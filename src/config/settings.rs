//! Settings structures for pdf-search configuration

use crate::query::{is_valid_result_count, DEFAULT_RESULT_COUNT};
use anyhow::{bail, Context, Result};
use serde::{Deserialize, Serialize};
use std::path::Path;
use tracing::warn;
use url::Url;

/// Longest accepted request timeout, in seconds
pub const MAX_REQUEST_TIMEOUT: f64 = 3600.0;

/// Read a boolean switch the way people write them in env files
fn parse_flag(raw: &str) -> Option<bool> {
    match raw.trim().to_ascii_lowercase().as_str() {
        "1" | "true" | "yes" | "on" => Some(true),
        "0" | "false" | "no" | "off" | "" => Some(false),
        _ => None,
    }
}

/// Main settings structure matching settings.yml
#[derive(Debug, Clone, Default, Serialize, Deserialize)]
#[serde(default)]
pub struct Settings {
    pub service: ServiceSettings,
    pub outgoing: OutgoingSettings,
    pub search: SearchSettings,
}

impl Settings {
    /// Load settings from a YAML file
    pub fn from_file<P: AsRef<Path>>(path: P) -> Result<Self> {
        let path = path.as_ref();
        let content = std::fs::read_to_string(path)
            .with_context(|| format!("reading {}", path.display()))?;
        let settings: Settings = serde_yaml::from_str(&content)
            .with_context(|| format!("parsing {}", path.display()))?;
        Ok(settings)
    }

    /// Merge with environment variables (PDFSEARCH_* prefix)
    pub fn merge_env(&mut self) {
        self.merge_vars(|key| std::env::var(key).ok());
    }

    /// Apply `PDFSEARCH_*` overrides from any variable source
    pub fn merge_vars<F>(&mut self, lookup: F)
    where
        F: Fn(&str) -> Option<String>,
    {
        if let Some(val) = lookup("PDFSEARCH_BASE_URL") {
            self.service.base_url = val;
        }
        if let Some(val) = lookup("PDFSEARCH_SEARCH_PATH") {
            self.service.search_path = val;
        }
        if let Some(val) = lookup("PDFSEARCH_TIMEOUT") {
            match val.trim().parse() {
                Ok(timeout) => self.outgoing.request_timeout = timeout,
                Err(_) => warn!("Ignoring PDFSEARCH_TIMEOUT='{}': not a number", val),
            }
        }
        if let Some(val) = lookup("PDFSEARCH_REJECT_INVERTED_RANGE") {
            match parse_flag(&val) {
                Some(flag) => self.search.reject_inverted_page_range = flag,
                None => warn!(
                    "Ignoring PDFSEARCH_REJECT_INVERTED_RANGE='{}': expected true or false",
                    val
                ),
            }
        }
    }

    /// Full URL of the search endpoint: the base URL with `search_path`
    /// appended to whatever path it already has
    pub fn endpoint(&self) -> Result<Url> {
        let mut endpoint = Url::parse(&self.service.base_url)
            .with_context(|| format!("invalid service base_url '{}'", self.service.base_url))?;
        if endpoint.cannot_be_a_base() {
            bail!("service base_url '{}' cannot carry a path", self.service.base_url);
        }

        let path = format!(
            "{}/{}",
            endpoint.path().trim_end_matches('/'),
            self.service.search_path.trim_start_matches('/')
        );
        endpoint.set_path(&path);
        Ok(endpoint)
    }

    /// Check values that serde cannot
    pub fn validate(&self) -> Result<()> {
        self.endpoint()?;
        let timeout = self.outgoing.request_timeout;
        if !timeout.is_finite() || timeout <= 0.0 || timeout > MAX_REQUEST_TIMEOUT {
            bail!(
                "outgoing.request_timeout must be between 0 and {} seconds, got {}",
                MAX_REQUEST_TIMEOUT,
                timeout
            );
        }
        if !is_valid_result_count(self.search.default_result_count) {
            bail!(
                "search.default_result_count must be a multiple of 10 between 10 and 100, got {}",
                self.search.default_result_count
            );
        }
        Ok(())
    }
}

/// Location of the external search service
#[derive(Debug, Clone, Serialize, Deserialize)]
#[serde(default)]
pub struct ServiceSettings {
    /// Scheme, host and port of the service
    pub base_url: String,
    /// Path of the search endpoint, resolved against `base_url`
    pub search_path: String,
}

impl Default for ServiceSettings {
    fn default() -> Self {
        Self {
            base_url: "http://127.0.0.1:8000".to_string(),
            search_path: "/api/search".to_string(),
        }
    }
}

/// Outgoing request settings
#[derive(Debug, Clone, Serialize, Deserialize)]
#[serde(default)]
pub struct OutgoingSettings {
    /// Request timeout in seconds. The service opens every candidate PDF
    /// when filtering by page count, so this is generous.
    pub request_timeout: f64,
    /// Appended to the default user agent
    pub useragent_suffix: Option<String>,
    /// Verify SSL certificates
    pub verify_ssl: bool,
    /// Proxy settings
    pub proxies: ProxySettings,
}

impl Default for OutgoingSettings {
    fn default() -> Self {
        Self {
            request_timeout: 120.0,
            useragent_suffix: None,
            verify_ssl: true,
            proxies: ProxySettings::default(),
        }
    }
}

/// Proxy settings
#[derive(Debug, Clone, Default, Serialize, Deserialize)]
#[serde(default)]
pub struct ProxySettings {
    pub http: Option<String>,
    pub https: Option<String>,
    pub all: Option<String>,
}

/// Search form behaviour
#[derive(Debug, Clone, Serialize, Deserialize)]
#[serde(default)]
pub struct SearchSettings {
    /// Result count used when the user does not pick one
    pub default_result_count: u32,
    /// Fail locally when max pages is below min pages instead of asking the service
    pub reject_inverted_page_range: bool,
}

impl Default for SearchSettings {
    fn default() -> Self {
        Self {
            default_result_count: DEFAULT_RESULT_COUNT,
            reject_inverted_page_range: false,
        }
    }
}

#[cfg(test)]
mod tests {
    use super::*;
    use std::collections::HashMap;

    #[test]
    fn test_default_settings() {
        let settings = Settings::default();
        assert_eq!(settings.search.default_result_count, 10);
        assert!(!settings.search.reject_inverted_page_range);
        assert!(settings.validate().is_ok());
        assert_eq!(
            settings.endpoint().unwrap().as_str(),
            "http://127.0.0.1:8000/api/search"
        );
    }

    #[test]
    fn test_partial_yaml_keeps_defaults() {
        let yaml = "service:\n  base_url: \"https://pdfs.example.org\"\nsearch:\n  reject_inverted_page_range: true\n";
        let settings: Settings = serde_yaml::from_str(yaml).unwrap();

        assert_eq!(settings.service.search_path, "/api/search");
        assert_eq!(settings.outgoing.request_timeout, 120.0);
        assert!(settings.search.reject_inverted_page_range);
        assert_eq!(
            settings.endpoint().unwrap().as_str(),
            "https://pdfs.example.org/api/search"
        );
    }

    #[test]
    fn test_validate_rejects_bad_values() {
        let mut settings = Settings::default();
        settings.search.default_result_count = 15;
        assert!(settings.validate().is_err());

        let mut settings = Settings::default();
        settings.outgoing.request_timeout = 0.0;
        assert!(settings.validate().is_err());

        let mut settings = Settings::default();
        settings.service.base_url = "not a url".to_string();
        assert!(settings.validate().is_err());

        let mut settings = Settings::default();
        settings.outgoing.request_timeout = 1e20;
        assert!(settings.validate().is_err());

        let mut settings = Settings::default();
        settings.outgoing.request_timeout = MAX_REQUEST_TIMEOUT;
        assert!(settings.validate().is_ok());
    }

    #[test]
    fn test_endpoint_keeps_base_path() {
        let mut settings = Settings::default();
        for base in ["https://host.example/pdf", "https://host.example/pdf/"] {
            settings.service.base_url = base.to_string();
            assert_eq!(
                settings.endpoint().unwrap().as_str(),
                "https://host.example/pdf/api/search"
            );
        }

        settings.service.search_path = "search".to_string();
        assert_eq!(
            settings.endpoint().unwrap().as_str(),
            "https://host.example/pdf/search"
        );

        settings.service.base_url = "mailto:someone@example.org".to_string();
        assert!(settings.endpoint().is_err());
    }

    #[test]
    fn test_merge_vars_applies_overrides() {
        let vars: HashMap<&str, &str> = [
            ("PDFSEARCH_BASE_URL", "https://pdfs.example.org/v2"),
            ("PDFSEARCH_SEARCH_PATH", "/find"),
            ("PDFSEARCH_TIMEOUT", "45.5"),
            ("PDFSEARCH_REJECT_INVERTED_RANGE", "yes"),
        ]
        .into_iter()
        .collect();

        let mut settings = Settings::default();
        settings.merge_vars(|key| vars.get(key).map(|v| v.to_string()));

        assert_eq!(settings.outgoing.request_timeout, 45.5);
        assert!(settings.search.reject_inverted_page_range);
        assert_eq!(
            settings.endpoint().unwrap().as_str(),
            "https://pdfs.example.org/v2/find"
        );
    }

    #[test]
    fn test_merge_vars_ignores_unparseable_values() {
        let mut settings = Settings::default();
        settings.search.reject_inverted_page_range = true;
        settings.merge_vars(|key| match key {
            "PDFSEARCH_TIMEOUT" => Some("soon".to_string()),
            "PDFSEARCH_REJECT_INVERTED_RANGE" => Some("maybe".to_string()),
            _ => None,
        });

        assert_eq!(settings.outgoing.request_timeout, 120.0);
        assert!(settings.search.reject_inverted_page_range);
    }

    #[test]
    fn test_parse_flag() {
        for raw in ["1", "true", "TRUE", " yes ", "on"] {
            assert_eq!(parse_flag(raw), Some(true), "{}", raw);
        }
        for raw in ["0", "false", "No", "off", ""] {
            assert_eq!(parse_flag(raw), Some(false), "{}", raw);
        }
        assert_eq!(parse_flag("enabled"), None);
    }

    #[test]
    fn test_merge_env_reads_process_environment() {
        let _guard = crate::config::ENV_LOCK
            .lock()
            .unwrap_or_else(|poisoned| poisoned.into_inner());

        std::env::set_var("PDFSEARCH_BASE_URL", "http://10.0.0.5:9000");
        std::env::set_var("PDFSEARCH_SEARCH_PATH", "/api/v1/search");
        std::env::set_var("PDFSEARCH_TIMEOUT", "15");
        std::env::set_var("PDFSEARCH_REJECT_INVERTED_RANGE", "1");

        let mut settings = Settings::default();
        settings.merge_env();

        for key in [
            "PDFSEARCH_BASE_URL",
            "PDFSEARCH_SEARCH_PATH",
            "PDFSEARCH_TIMEOUT",
            "PDFSEARCH_REJECT_INVERTED_RANGE",
        ] {
            std::env::remove_var(key);
        }

        assert_eq!(
            settings.endpoint().unwrap().as_str(),
            "http://10.0.0.5:9000/api/v1/search"
        );
        assert_eq!(settings.outgoing.request_timeout, 15.0);
        assert!(settings.search.reject_inverted_page_range);

        let mut untouched = Settings::default();
        untouched.merge_env();
        assert_eq!(untouched.service.base_url, "http://127.0.0.1:8000");
        assert!(!untouched.search.reject_inverted_page_range);
    }

    #[test]
    fn test_from_file() {
        let path = std::env::temp_dir().join(format!("pdf-search-settings-{}.yml", std::process::id()));
        std::fs::write(&path, "outgoing:\n  request_timeout: 30.5\n").unwrap();

        let settings = Settings::from_file(&path).unwrap();
        std::fs::remove_file(&path).ok();

        assert_eq!(settings.outgoing.request_timeout, 30.5);
        assert_eq!(settings.service.base_url, "http://127.0.0.1:8000");
    }
}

Work item >> Find the string "false" in the records, then copy each line where it occurs.

Result of this task >>
        "0" | "false" | "no" | "off" | "" => Some(false),
                    "Ignoring PDFSEARCH_REJECT_INVERTED_RANGE='{}': expected true or false",
            reject_inverted_page_range: false,
        for raw in ["0", "false", "No", "off", ""] {
            assert_eq!(parse_flag(raw), Some(false), "{}", raw);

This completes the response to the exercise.